In her leadership development work, Podobnik used a quote attributed to Antoine Saint-Exupery: “If you want to build a ship, don't drum up the [people] to gather wood, divide the work and give orders. Instead, teach them to yearn for the vast and endless sea.”

Podobnik guided the college’s successful Higher Learning Commission (HLC) accreditation in 2007 and oversaw the college’s work in the pioneer cohort of the HLC Academy for the Assessment of Student Learning. She said she was gratified by the amazing initiatives led by faculty, staff and students to keep CSC a step ahead, as it was described by the HLC during the accreditation process.

Podobnik moved to Chadron with her late husband, David, in 1979. She began her career at CSC as an adjunct chemistry professor in 1981, earned a doctorate from the University of Wyoming in 1988, and earned tenure in 1989. At one time, she was the only female full professor at CSC. Podobnik received the UW College of Education's Distinguished Alumni Award in 2010.

In 1993, she received the NSCS’s Teaching Excellence Award, the same year she was president of the Nebraska Academy of the Sciences. She developed the first science courses using distance learning and online technology and attracted science teachers from California to Tennessee to attend her “The Trek of the Mammoth” workshops.

Podobnik’s most recent honor was when the Nebraska State College System named CSC’s Planetarium in her honor in 2017. She was the director of the planetarium for 19 years and wrote 34 grants for nearly $1.5 million of equipment including telescopes.

Additionally, she was a leader in writing $15 million in National Science Foundation grants to provide statewide training for math and science teachers. For seven years, she also sponsored Expanding Your Horizons workshops on CSC’s campus for middle and high school aged girls to explore careers in science and math.

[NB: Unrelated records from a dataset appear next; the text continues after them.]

// src/socket/patterns/router.rs

use crate::message::Blob;
use std::collections::HashMap;

/// Maps peer identities to pipe ids (and back) for ROUTER sockets.
#[derive(Debug, Default)]
pub(crate) struct RouterMap {
  identity_to_pipe: HashMap<Blob, usize>,
  pipe_to_identity: HashMap<usize, Blob>,
}

impl RouterMap {
  pub fn new() -> Self {
    Self::default()
  }

  /// True if another live pipe already uses this identity.
  pub fn contains_identity(&self, identity: &Blob) -> bool {
    self.identity_to_pipe.contains_key(identity)
  }

  /// Adds the mapping for a newly attached peer.
  pub fn add_peer(&mut self, identity: Blob, pipe_id: usize) {
    tracing::trace!(?identity, pipe_id, "RouterMap added peer");
    self.pipe_to_identity.insert(pipe_id, identity.clone());
    self.identity_to_pipe.insert(identity, pipe_id);
  }

  /// Removes a peer mapping by pipe id.
  pub fn remove_pipe(&mut self, pipe_id: usize) -> Option<Blob> {
    let identity = self.pipe_to_identity.remove(&pipe_id)?;
    self.identity_to_pipe.remove(&identity);
    tracing::trace!(?identity, pipe_id, "RouterMap removed peer");
    Some(identity)
  }

  pub fn identity_for(&self, pipe_id: usize) -> Option<&Blob> {
    self.pipe_to_identity.get(&pipe_id)
  }

  pub fn pipe_for(&self, identity: &[u8]) -> Option<usize> {
    self.identity_to_pipe.get(identity).copied()
  }
}
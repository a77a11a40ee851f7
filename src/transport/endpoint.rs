// src/transport/endpoint.rs

use crate::error::ZmqError;
use std::{net::SocketAddr, path::PathBuf};

/// Represents a parsed and validated endpoint address.
#[derive(Debug, Clone, PartialEq, Eq, Hash)]
pub(crate) enum EndpointAddr {
  Tcp(SocketAddr),
  Ipc(PathBuf),
  Inproc(String),
}

impl EndpointAddr {
  pub fn scheme(&self) -> &'static str {
    match self {
      EndpointAddr::Tcp(_) => "tcp",
      EndpointAddr::Ipc(_) => "ipc",
      EndpointAddr::Inproc(_) => "inproc",
    }
  }
}

/// Parses an endpoint string into a structured `EndpointAddr`.
pub(crate) fn parse_endpoint(endpoint_str: &str) -> Result<EndpointAddr, ZmqError> {
  let invalid_endpoint_err = || ZmqError::InvalidEndpoint(endpoint_str.to_string());

  let Some((scheme, address_part)) = endpoint_str.split_once("://") else {
    return Err(invalid_endpoint_err());
  };

  match scheme {
    "tcp" => address_part.parse::<SocketAddr>().map(EndpointAddr::Tcp).map_err(|_| {
      tracing::debug!("Failed to parse TCP address: {}", address_part);
      invalid_endpoint_err()
    }),
    "ipc" | "inproc" if address_part.is_empty() || address_part.contains('\0') => Err(invalid_endpoint_err()),
    "ipc" => Ok(EndpointAddr::Ipc(PathBuf::from(address_part))),
    "inproc" => Ok(EndpointAddr::Inproc(address_part.to_string())),
    _ => Err(ZmqError::UnsupportedTransport(endpoint_str.to_string())),
  }
}
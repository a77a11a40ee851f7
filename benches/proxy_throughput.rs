// benches/proxy_throughput.rs

use criterion::{black_box, criterion_group, criterion_main, BenchmarkId, Criterion, Throughput};
use rzmq_proxy::{
  proxy,
  socket::options::{RCVHWM, SNDHWM},
  Context, Msg, Socket, SocketType, ZmqError,
};
use std::time::{Duration, Instant};
use tokio::runtime::Runtime;

const NUM_MESSAGES: usize = 1000;
const BENCH_HWM: i32 = 100_000;

// PUSH -> [PULL frontend | proxy | PUSH backend] -> PULL, optionally with a PUSH capture.
async fn setup_pipeline(ctx: &Context, with_capture: bool) -> Result<(Socket, Socket, Vec<Socket>), ZmqError> {
  let frontend = ctx.socket(SocketType::Pull)?;
  let backend = ctx.socket(SocketType::Push)?;
  let producer = ctx.socket(SocketType::Push)?;
  let consumer = ctx.socket(SocketType::Pull)?;
  for socket in [&frontend, &backend, &producer, &consumer] {
    socket.set_option(SNDHWM, &BENCH_HWM.to_ne_bytes()).await?;
    socket.set_option(RCVHWM, &BENCH_HWM.to_ne_bytes()).await?;
  }
  frontend.bind("inproc://bench-front").await?;
  backend.bind("inproc://bench-back").await?;
  producer.connect("inproc://bench-front").await?;
  consumer.connect("inproc://bench-back").await?;

  let mut session = vec![frontend, backend];
  if with_capture {
    let capture = ctx.socket(SocketType::Push)?;
    let sink = ctx.socket(SocketType::Pull)?;
    sink.set_option(RCVHWM, &0i32.to_ne_bytes()).await?;
    capture.set_option(SNDHWM, &0i32.to_ne_bytes()).await?;
    capture.bind("inproc://bench-capture").await?;
    sink.connect("inproc://bench-capture").await?;
    session.push(capture);
    session.push(sink);
  }
  Ok((producer, consumer, session))
}

fn proxy_pipeline_throughput(c: &mut Criterion) {
  let rt = Runtime::new().expect("Failed to create Tokio runtime");
  let mut group = c.benchmark_group("Proxy_PUSH_PULL_Inproc");
  group
    .warm_up_time(Duration::from_secs(2))
    .measurement_time(Duration::from_secs(5))
    .sample_size(20);

  for with_capture in [false, true] {
    for size in [16usize, 1024, 16384] {
      group.throughput(Throughput::Bytes((NUM_MESSAGES * size) as u64));
      let label = if with_capture { "capture" } else { "plain" };
      let bench_id = BenchmarkId::new(label, format!("{}B", size));

      group.bench_with_input(bench_id, &size, |b, &msg_size| {
        b.to_async(&rt).iter_custom(|_iters| async move {
          let ctx = Context::new().expect("Bench context creation failed");
          let (producer, consumer, session_sockets) =
            setup_pipeline(&ctx, with_capture).await.expect("Bench setup failed");

          let frontend = session_sockets[0].clone();
          let backend = session_sockets[1].clone();
          let capture = session_sockets.get(2).cloned();
          let session = tokio::spawn(async move {
            let sink = capture.as_ref().map(|s| s as &dyn rzmq_proxy::Endpoint);
            proxy(&frontend, &backend, sink).await
          });

          let payload = vec![0u8; msg_size];
          let start = Instant::now();
          let sender = tokio::spawn(async move {
            for _ in 0..NUM_MESSAGES {
              producer.send(Msg::from_vec(black_box(payload.clone()))).await?;
            }
            Ok::<_, ZmqError>(())
          });
          for _ in 0..NUM_MESSAGES {
            let msg = consumer.recv().await.expect("Bench receive failed");
            black_box(msg.data());
          }
          let elapsed = start.elapsed();

          sender.await.expect("Sender task panicked").expect("Bench send failed");
          ctx.term().await.expect("Context termination failed");
          let _ = session.await;
          elapsed
        });
      });
    }
  }
  group.finish();
}

criterion_group!(benches, proxy_pipeline_throughput);
criterion_main!(benches);
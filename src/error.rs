// src/error.rs

use thiserror::Error;

/// Errors raised by sockets, endpoints and the polling primitive.
#[derive(Error, Debug)]
#[non_exhaustive] // Allows adding more variants later without breaking change
pub enum ZmqError {
  #[error("Invalid argument provided: {0}")]
  InvalidArgument(String), // EINVAL for non-option errors

  // --- Timeouts ---
  #[error("Operation timed out")]
  Timeout, // ETIMEDOUT / EAGAIN after RCVTIMEO or SNDTIMEO

  // --- Connection/Binding Errors ---
  #[error("Address already in use: {0}")]
  AddrInUse(String), // EADDRINUSE
  #[error("Connection refused by peer: {0}")]
  ConnectionRefused(String), // ECONNREFUSED
  #[error("Host is unreachable: {0}")]
  HostUnreachable(String), // EHOSTUNREACH (ROUTER_MANDATORY)

  // --- Endpoint Errors ---
  #[error("Invalid endpoint format: {0}")]
  InvalidEndpoint(String),

  // --- Option Errors ---
  #[error("Invalid socket option ID: {0}")]
  InvalidOption(i32),
  #[error("Invalid value provided for option ID {0}")]
  InvalidOptionValue(i32),

  // --- State Errors ---
  #[error("Operation is invalid for the socket type ({0})")]
  InvalidSocketType(&'static str),
  #[error("Operation is invalid for the current socket state: {0}")]
  InvalidState(&'static str), // EFSM
  #[error("Invalid message format for operation: {0}")]
  InvalidMessage(String),
  #[error("Socket is closed")]
  SocketClosed, // ETERM / ENOTSOCK

  // --- Unsupported ---
  #[error("Transport scheme not supported or enabled: {0}")]
  UnsupportedTransport(String), // EPROTONOSUPPORT

  // --- Internal Errors ---
  #[error("Internal library error: {0}")]
  Internal(String),
}

/// The single fatal failure that ended a proxy session.
///
/// Each variant names where the failure happened and carries the endpoint
/// error unchanged as its source.
#[derive(Error, Debug)]
#[non_exhaustive]
pub enum ProxyError {
  /// Receiving from or sending to the frontend failed.
  #[error("Frontend endpoint failed: {0}")]
  Frontend(#[source] ZmqError),
  /// Receiving from or sending to the backend failed.
  #[error("Backend endpoint failed: {0}")]
  Backend(#[source] ZmqError),
  /// The readiness-polling step itself failed.
  #[error("Polling failed: {0}")]
  Poll(#[source] ZmqError),
  /// Writing to the capture sink failed under `CapturePolicy::Escalate`.
  #[error("Capture sink failed: {0}")]
  Capture(#[source] ZmqError),
  /// Receiving a command from, or replying on, the control endpoint failed.
  #[error("Control endpoint failed: {0}")]
  Control(#[source] ZmqError),
}

impl ProxyError {
  /// The endpoint-level error that caused the failure.
  pub fn cause(&self) -> &ZmqError {
    match self {
      ProxyError::Frontend(e)
      | ProxyError::Backend(e)
      | ProxyError::Poll(e)
      | ProxyError::Capture(e)
      | ProxyError::Control(e) => e,
    }
  }

  /// Consumes the proxy error, returning the endpoint-level error.
  pub fn into_cause(self) -> ZmqError {
    match self {
      ProxyError::Frontend(e)
      | ProxyError::Backend(e)
      | ProxyError::Poll(e)
      | ProxyError::Capture(e)
      | ProxyError::Control(e) => e,
    }
  }
}
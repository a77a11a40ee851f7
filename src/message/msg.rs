use crate::message::flags::MsgFlags;
use bytes::Bytes;
use std::fmt;

/// Represents a single message part (frame).
#[derive(Clone, Default)]
pub struct Msg {
  // Use Bytes for efficient slicing and cloning (reference counted)
  data: Option<Bytes>,
  flags: MsgFlags,
}

impl Msg {
  /// Creates an empty message with no data.
  pub fn new() -> Self {
    Self::default()
  }

  /// Creates a message from a `Vec<u8>`, taking ownership.
  pub fn from_vec(data: Vec<u8>) -> Self {
    Self {
      data: Some(Bytes::from(data)),
      ..Default::default()
    }
  }

  /// Creates a message from `bytes::Bytes`.
  pub fn from_bytes(data: Bytes) -> Self {
    Self {
      data: Some(data),
      ..Default::default()
    }
  }

  /// Creates a message from a static byte slice (zero-copy).
  pub fn from_static(data: &'static [u8]) -> Self {
    Self {
      data: Some(Bytes::from_static(data)),
      ..Default::default()
    }
  }

  /// Returns a reference to the message payload bytes, if any.
  pub fn data(&self) -> Option<&[u8]> {
    self.data.as_deref()
  }

  /// Returns the size of the message payload in bytes.
  pub fn size(&self) -> usize {
    self.data.as_ref().map_or(0, |d| d.len())
  }

  /// Returns true if the frame carries no payload bytes.
  pub fn is_empty(&self) -> bool {
    self.size() == 0
  }

  /// Returns the flags associated with the message.
  pub fn flags(&self) -> MsgFlags {
    self.flags
  }

  /// Sets the flags for the message (e.g., `MsgFlags::MORE`).
  pub fn set_flags(&mut self, flags: MsgFlags) {
    self.flags = flags;
  }

  /// Checks if the `MORE` flag is set.
  pub fn is_more(&self) -> bool {
    self.flags.contains(MsgFlags::MORE)
  }

  /// Sets or clears the `MORE` flag, leaving other flags untouched.
  pub fn set_more(&mut self, more: bool) {
    self.flags.set(MsgFlags::MORE, more);
  }

  /// Returns the internal `Bytes` object if data is present.
  /// Cloning `Bytes` is cheap as it is reference-counted.
  pub fn data_bytes(&self) -> Option<Bytes> {
    self.data.clone()
  }
}

impl fmt::Debug for Msg {
  fn fmt(&self, f: &mut fmt::Formatter<'_>) -> fmt::Result {
    f.debug_struct("Msg")
      .field("size", &self.size())
      .field("flags", &self.flags)
      .field("data", &self.data().map(|d| format!("{} bytes", d.len()))) // Avoid printing large data
      .finish()
  }
}

#[cfg(test)]
mod tests {
  use super::*;

  #[test]
  fn more_flag_toggles() {
    let mut msg = Msg::from_static(b"part");
    assert!(!msg.is_more());
    msg.set_more(true);
    assert!(msg.is_more());
    assert_eq!(msg.flags(), MsgFlags::MORE);
    msg.set_more(false);
    assert!(msg.flags().is_empty());
  }

  #[test]
  fn empty_frames_have_zero_size() {
    assert!(Msg::new().is_empty());
    assert!(Msg::from_vec(Vec::new()).is_empty());
    assert_eq!(Msg::from_static(b"abc").size(), 3);
  }
}
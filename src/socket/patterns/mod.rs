// src/socket/patterns/mod.rs

//! Reusable building blocks shared by the socket pattern implementations.

pub mod fair_queue;
pub mod load_balancer;
pub mod router;

pub(crate) use fair_queue::FairQueue;
pub(crate) use load_balancer::LoadBalancer;
pub(crate) use router::RouterMap;
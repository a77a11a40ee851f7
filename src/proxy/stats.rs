// src/proxy/stats.rs

use crate::message::Msg;

use std::sync::atomic::{AtomicU64, Ordering};

/// Which side of the proxy a message came from.
#[derive(Debug, Clone, Copy, PartialEq, Eq)]
pub(crate) enum Side {
  Frontend,
  Backend,
}

impl Side {
  pub fn opposite(self) -> Side {
    match self {
      Side::Frontend => Side::Backend,
      Side::Backend => Side::Frontend,
    }
  }
}

#[derive(Debug, Default)]
struct SideCounters {
  msgs_in: AtomicU64,
  bytes_in: AtomicU64,
  msgs_out: AtomicU64,
  bytes_out: AtomicU64,
}

impl SideCounters {
  fn snapshot(&self) -> SideStatistics {
    SideStatistics {
      msgs_in: self.msgs_in.load(Ordering::Relaxed),
      bytes_in: self.bytes_in.load(Ordering::Relaxed),
      msgs_out: self.msgs_out.load(Ordering::Relaxed),
      bytes_out: self.bytes_out.load(Ordering::Relaxed),
    }
  }
}

/// Live relay counters of one proxy session, shared with observers.
#[derive(Debug, Default)]
pub struct ProxyStats {
  frontend: SideCounters,
  backend: SideCounters,
  capture_errors: AtomicU64,
}

impl ProxyStats {
  pub fn new() -> Self {
    Self::default()
  }

  fn side(&self, side: Side) -> &SideCounters {
    match side {
      Side::Frontend => &self.frontend,
      Side::Backend => &self.backend,
    }
  }

  /// Records one message of `bytes` received from `from` and sent to the other side.
  pub(crate) fn record_relay(&self, from: Side, bytes: u64) {
    let src = self.side(from);
    src.msgs_in.fetch_add(1, Ordering::Relaxed);
    src.bytes_in.fetch_add(bytes, Ordering::Relaxed);
    let dst = self.side(from.opposite());
    dst.msgs_out.fetch_add(1, Ordering::Relaxed);
    dst.bytes_out.fetch_add(bytes, Ordering::Relaxed);
  }

  pub(crate) fn record_capture_error(&self) {
    self.capture_errors.fetch_add(1, Ordering::Relaxed);
  }

  /// A consistent-enough copy of the counters. Individual fields are read
  /// independently while the session may still be relaying.
  pub fn snapshot(&self) -> ProxyStatistics {
    ProxyStatistics {
      frontend: self.frontend.snapshot(),
      backend: self.backend.snapshot(),
      capture_errors: self.capture_errors.load(Ordering::Relaxed),
    }
  }
}

/// Counters for one side. "In" is traffic received from that side, "out" is
/// traffic sent to it.
#[derive(Debug, Clone, Copy, Default, PartialEq, Eq)]
pub struct SideStatistics {
  pub msgs_in: u64,
  pub bytes_in: u64,
  pub msgs_out: u64,
  pub bytes_out: u64,
}

/// Point-in-time copy of `ProxyStats`.
#[derive(Debug, Clone, Copy, Default, PartialEq, Eq)]
pub struct ProxyStatistics {
  pub frontend: SideStatistics,
  pub backend: SideStatistics,
  /// Capture failures swallowed under `CapturePolicy::LogAndContinue`.
  pub capture_errors: u64,
}

impl ProxyStatistics {
  /// The eight-frame STATISTICS reply: frontend then backend, each as
  /// messages in, bytes in, messages out, bytes out, encoded as u64 little-endian.
  pub fn to_frames(&self) -> Vec<Msg> {
    let values = [
      self.frontend.msgs_in,
      self.frontend.bytes_in,
      self.frontend.msgs_out,
      self.frontend.bytes_out,
      self.backend.msgs_in,
      self.backend.bytes_in,
      self.backend.msgs_out,
      self.backend.bytes_out,
    ];
    let last = values.len() - 1;
    values
      .iter()
      .enumerate()
      .map(|(i, v)| {
        let mut frame = Msg::from_vec(v.to_le_bytes().to_vec());
        frame.set_more(i < last);
        frame
      })
      .collect()
  }

  /// Decodes a STATISTICS reply. `None` unless it has exactly eight 8-byte frames.
  pub fn from_frames(frames: &[Msg]) -> Option<Self> {
    if frames.len() != 8 {
      return None;
    }
    let mut values = [0u64; 8];
    for (slot, frame) in values.iter_mut().zip(frames) {
      let bytes: [u8; 8] = frame.data()?.try_into().ok()?;
      *slot = u64::from_le_bytes(bytes);
    }
    let side = |v: &[u64]| SideStatistics {
      msgs_in: v[0],
      bytes_in: v[1],
      msgs_out: v[2],
      bytes_out: v[3],
    };
    Some(Self {
      frontend: side(&values[..4]),
      backend: side(&values[4..]),
      capture_errors: 0,
    })
  }
}
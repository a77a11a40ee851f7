// src/socket/dealer_socket.rs

use crate::error::ZmqError;
use crate::message::Msg;
use crate::runtime::InboundMsg;
use crate::socket::core::SocketCore;
use crate::socket::ISocket;

use async_trait::async_trait;
use std::sync::Arc;

/// DEALER: round-robin outgoing, fair-queued incoming, no envelope handling.
#[derive(Debug)]
pub(crate) struct DealerSocket {
  core: Arc<SocketCore>,
}

impl DealerSocket {
  pub fn new(core: Arc<SocketCore>) -> Self {
    Self { core }
  }
}

#[async_trait]
impl ISocket for DealerSocket {
  fn core(&self) -> &Arc<SocketCore> {
    &self.core
  }

  fn accept_incoming(&self, inbound: InboundMsg) -> Option<Vec<Msg>> {
    Some(inbound.parts)
  }

  async fn send_message(&self, parts: Vec<Msg>) -> Result<(), ZmqError> {
    self.core.send_round_robin(parts).await.map(|_| ())
  }
}
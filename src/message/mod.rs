//! Message-related types (`Msg`, `MsgFlags`, `Blob`).

mod blob;
mod flags;
mod msg;

pub use blob::Blob;
pub use flags::MsgFlags;
pub use msg::Msg;
//! rzmq_proxy - An asynchronous ZeroMQ-style message proxy on Tokio.
//!
//! Provides in-process sockets (`PAIR`, `REQ`, `REP`, `DEALER`, `ROUTER`,
//! `PUSH`, `PULL`), a readiness `poll` primitive and the proxy engine that
//! relays messages between a frontend and a backend, optionally mirroring
//! traffic into a capture sink and obeying a control endpoint.

pub mod context;
pub mod error;
pub mod message;
pub mod proxy;
pub(crate) mod runtime;
pub mod socket;
pub(crate) mod transport;

// Re-export core types for user convenience
pub use context::{context, Context};
pub use error::{ProxyError, ZmqError};
pub use message::{Blob, Msg, MsgFlags};
pub use proxy::{
  poll, proxy, proxy_steerable, CapturePolicy, ControlCommand, Endpoint, PollEvents, PollItem, Proxy, ProxyConfig,
  ProxyStatistics, ProxyStats, SideStatistics,
};
pub use socket::{Socket, SocketType};

// --- Top-Level Functions ---

const VERSION_MAJOR: i32 = 0;
const VERSION_MINOR: i32 = 1;
const VERSION_PATCH: i32 = 0;

/// Returns the library version as a tuple (major, minor, patch).
pub fn version() -> (i32, i32, i32) {
  (VERSION_MAJOR, VERSION_MINOR, VERSION_PATCH)
}

/// Returns the major version number of the library.
pub fn version_major() -> i32 {
  VERSION_MAJOR
}

/// Returns the minor version number of the library.
pub fn version_minor() -> i32 {
  VERSION_MINOR
}

/// Returns the patch version number of the library.
pub fn version_patch() -> i32 {
  VERSION_PATCH
}

static_assertions::assert_impl_all!(Socket: Send, Sync, Clone);
static_assertions::assert_impl_all!(Context: Send, Sync, Clone);
static_assertions::assert_impl_all!(ProxyStats: Send, Sync);
static_assertions::assert_obj_safe!(Endpoint);
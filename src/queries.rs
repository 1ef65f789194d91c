//! Read-only views computed from a loaded [Feed]
//!
//! The objects only hold handles, so every query takes the feed they belong to.
//! Results are in order of first appearance, following the order of the trips in trips.txt,
//! which makes them identical between two loads of the same feed.

use crate::objects::*;
use crate::Feed;
use itertools::Itertools;

impl Route {
    /// The distinct shapes used by the trips of the route, trips without shape are ignored
    pub fn shapes<'a>(&self, feed: &'a Feed) -> Vec<&'a Shape> {
        self.trips
            .iter()
            .filter_map(|t| feed.trips[*t].shape)
            .unique()
            .map(|s| &feed.shapes[s])
            .collect()
    }

    /// The shape with the most points, on a tie the first one of [Route::shapes] is returned
    pub fn longest_shape<'a>(&self, feed: &'a Feed) -> Option<&'a Shape> {
        let mut longest: Option<&Shape> = None;
        for shape in self.shapes(feed) {
            if longest.map_or(true, |l| shape.coords.len() > l.coords.len()) {
                longest = Some(shape);
            }
        }
        longest
    }

    /// The distinct stops served by the route
    ///
    /// They come from the stop times, not from the shapes, so the stop times must have been read.
    pub fn stops<'a>(&self, feed: &'a Feed) -> Vec<&'a Stop> {
        self.trips
            .iter()
            .flat_map(|t| feed.trips[*t].stop_times.iter())
            .map(|st| st.stop)
            .unique()
            .map(|s| &feed.stops[s])
            .collect()
    }

    /// The distinct headsigns of the trips of the route
    pub fn headsigns<'a>(&self, feed: &'a Feed) -> Vec<&'a str> {
        self.trips
            .iter()
            .filter_map(|t| feed.trips[*t].headsign.as_deref())
            .unique()
            .collect()
    }
}

impl Trip {
    pub fn route<'a>(&self, feed: &'a Feed) -> &'a Route {
        &feed.routes[self.route]
    }

    pub fn shape<'a>(&self, feed: &'a Feed) -> Option<&'a Shape> {
        self.shape.map(|s| &feed.shapes[s])
    }

    /// Whether the stop times are in ascending sequence, which holds for every loaded trip
    pub fn is_sorted(&self) -> bool {
        self.stop_times
            .iter()
            .tuple_windows()
            .all(|(a, b)| a.stop_sequence <= b.stop_sequence)
    }

    /// First departure and last arrival of the trip, if those stops have times
    pub fn time_range(&self) -> Option<(u32, u32)> {
        let first = self.stop_times.first()?.departure_time?;
        let last = self.stop_times.last()?.arrival_time?;
        Some((first, last))
    }
}

impl StopTime {
    pub fn stop<'a>(&self, feed: &'a Feed) -> &'a Stop {
        &feed.stops[self.stop]
    }
}
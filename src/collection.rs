use crate::objects::{Id, Type};
use crate::Error;
use id_arena::Arena;
use std::collections::{hash_map::Entry, HashMap};
use std::fmt;
use std::ops;

/// Typed handle of an object stored in a [Collection]
///
/// Handles are stable for the lifetime of the feed, they are what links the objects together.
pub use id_arena::Id as Index;

/// Objects of one kind, stored in the order they were inserted and addressable by their raw id
pub struct Collection<T> {
    storage: Arena<T>,
    ids: HashMap<String, Index<T>>,
}

impl<T> Default for Collection<T> {
    fn default() -> Self {
        Collection {
            storage: Arena::new(),
            ids: HashMap::default(),
        }
    }
}

impl<T: Id + Type> Collection<T> {
    /// Inserts the object, an object with the same id is never replaced
    pub fn insert(&mut self, o: T) -> Result<Index<T>, Error> {
        match self.ids.entry(o.id().to_owned()) {
            Entry::Occupied(_) => Err(Error::DuplicateId {
                object_type: o.object_type(),
                id: o.id().to_owned(),
            }),
            Entry::Vacant(e) => {
                let index = self.storage.alloc(o);
                e.insert(index);
                Ok(index)
            }
        }
    }
}

impl<T> Collection<T> {
    pub fn get(&self, i: Index<T>) -> Option<&T> {
        self.storage.get(i)
    }

    pub(crate) fn get_mut(&mut self, i: Index<T>) -> Option<&mut T> {
        self.storage.get_mut(i)
    }

    pub fn get_by_id(&self, id: &str) -> Option<&T> {
        self.ids.get(id).and_then(|idx| self.storage.get(*idx))
    }

    pub(crate) fn get_mut_by_id(&mut self, id: &str) -> Option<&mut T> {
        let idx = self.ids.get(id)?;
        self.storage.get_mut(*idx)
    }

    pub fn get_index(&self, id: &str) -> Option<Index<T>> {
        self.ids.get(id).copied()
    }

    pub fn contains_id(&self, id: &str) -> bool {
        self.ids.contains_key(id)
    }

    pub fn len(&self) -> usize {
        self.storage.len()
    }

    pub fn is_empty(&self) -> bool {
        self.len() == 0
    }

    /// Iterates over the `(Index<T>, &T)` of the collection, in insertion order
    pub fn iter(&self) -> impl Iterator<Item = (Index<T>, &T)> {
        self.storage.iter()
    }

    pub fn values(&self) -> impl Iterator<Item = &T> {
        self.storage.iter().map(|(_, o)| o)
    }

    pub(crate) fn values_mut(&mut self) -> impl Iterator<Item = &mut T> {
        self.storage.iter_mut().map(|(_, o)| o)
    }
}

impl<T> ops::Index<Index<T>> for Collection<T> {
    type Output = T;
    fn index(&self, i: Index<T>) -> &T {
        &self.storage[i]
    }
}

impl<T: fmt::Debug> fmt::Debug for Collection<T> {
    fn fmt(&self, f: &mut fmt::Formatter) -> fmt::Result {
        f.debug_list().entries(self.values()).finish()
    }
}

Between Podobnik and her husband, they have six children. They live near Butte, Montana. Her three children include Jisella, who is married to Tim Dolan. They live in Omaha with their daughter, Amelia. Logan and his wife, Klare, live in Elk Horn, Iowa, with their children, Warren and Calvin. Blake and his wife Angela live in Leesburg, Virginia, with their children, Cora and David Veath and Ethan Henderson.